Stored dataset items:
━━━━━━━━━━━━━━━━━━━━━━━━━━━━━━

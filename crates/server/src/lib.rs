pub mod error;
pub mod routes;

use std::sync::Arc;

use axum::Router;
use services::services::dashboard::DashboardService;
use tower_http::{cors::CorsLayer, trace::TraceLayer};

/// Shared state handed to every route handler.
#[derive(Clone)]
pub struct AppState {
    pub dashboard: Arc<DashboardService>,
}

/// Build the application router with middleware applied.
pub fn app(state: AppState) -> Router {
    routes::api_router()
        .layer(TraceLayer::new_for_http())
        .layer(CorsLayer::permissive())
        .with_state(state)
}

━━━━━━━━━━━━━━━━━━━━━━━━━━━━━━

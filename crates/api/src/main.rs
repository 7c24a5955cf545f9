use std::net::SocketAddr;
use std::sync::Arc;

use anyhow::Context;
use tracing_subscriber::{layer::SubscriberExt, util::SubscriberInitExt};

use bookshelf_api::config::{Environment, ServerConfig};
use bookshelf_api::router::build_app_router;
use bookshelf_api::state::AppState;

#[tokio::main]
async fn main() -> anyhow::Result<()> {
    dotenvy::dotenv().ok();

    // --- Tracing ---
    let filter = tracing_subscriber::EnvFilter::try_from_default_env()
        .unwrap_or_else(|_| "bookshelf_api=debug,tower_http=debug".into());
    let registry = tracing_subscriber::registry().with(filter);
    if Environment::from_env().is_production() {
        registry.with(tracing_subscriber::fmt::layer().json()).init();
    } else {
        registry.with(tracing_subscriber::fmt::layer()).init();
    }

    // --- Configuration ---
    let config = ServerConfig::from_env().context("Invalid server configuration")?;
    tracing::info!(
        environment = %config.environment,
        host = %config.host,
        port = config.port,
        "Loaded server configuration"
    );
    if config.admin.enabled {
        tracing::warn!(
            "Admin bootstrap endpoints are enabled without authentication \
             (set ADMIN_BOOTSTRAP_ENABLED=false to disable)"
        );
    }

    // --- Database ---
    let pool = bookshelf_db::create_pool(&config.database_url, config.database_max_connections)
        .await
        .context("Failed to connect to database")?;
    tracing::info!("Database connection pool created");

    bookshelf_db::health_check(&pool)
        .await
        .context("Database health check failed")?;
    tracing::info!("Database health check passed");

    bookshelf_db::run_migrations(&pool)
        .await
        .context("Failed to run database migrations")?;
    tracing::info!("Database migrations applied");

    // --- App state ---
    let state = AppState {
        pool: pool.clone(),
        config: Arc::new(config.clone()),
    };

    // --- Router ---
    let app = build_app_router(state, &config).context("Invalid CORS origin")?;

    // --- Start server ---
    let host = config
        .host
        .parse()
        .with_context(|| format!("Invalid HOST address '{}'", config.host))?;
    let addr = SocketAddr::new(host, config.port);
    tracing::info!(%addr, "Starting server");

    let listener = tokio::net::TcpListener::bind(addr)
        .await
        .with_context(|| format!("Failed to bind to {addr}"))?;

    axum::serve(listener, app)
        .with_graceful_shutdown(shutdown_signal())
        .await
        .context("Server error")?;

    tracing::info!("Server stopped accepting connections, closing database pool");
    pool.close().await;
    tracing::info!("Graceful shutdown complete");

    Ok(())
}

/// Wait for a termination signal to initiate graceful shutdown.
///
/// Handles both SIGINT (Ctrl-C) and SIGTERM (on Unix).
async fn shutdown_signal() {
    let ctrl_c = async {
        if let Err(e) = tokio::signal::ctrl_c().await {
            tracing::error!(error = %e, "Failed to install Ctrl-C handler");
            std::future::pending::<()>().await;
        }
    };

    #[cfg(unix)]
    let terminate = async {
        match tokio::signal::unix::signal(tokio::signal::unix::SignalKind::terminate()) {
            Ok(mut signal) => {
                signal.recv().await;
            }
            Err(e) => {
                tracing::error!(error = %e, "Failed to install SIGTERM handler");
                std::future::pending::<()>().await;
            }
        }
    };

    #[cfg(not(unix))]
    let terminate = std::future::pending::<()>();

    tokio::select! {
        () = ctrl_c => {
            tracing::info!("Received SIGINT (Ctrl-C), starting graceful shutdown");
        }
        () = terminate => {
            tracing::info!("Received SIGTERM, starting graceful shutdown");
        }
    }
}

━━━━━━━━━━━━━━━━━━━━━━━━━━━━━━

* **The task**
Which lines above hold the string "SIGTERM"? Copy every one of them.

* **Output for this exercise**
/// Handles both SIGINT (Ctrl-C) and SIGTERM (on Unix).
                tracing::error!(error = %e, "Failed to install SIGTERM handler");
            tracing::info!("Received SIGTERM, starting graceful shutdown");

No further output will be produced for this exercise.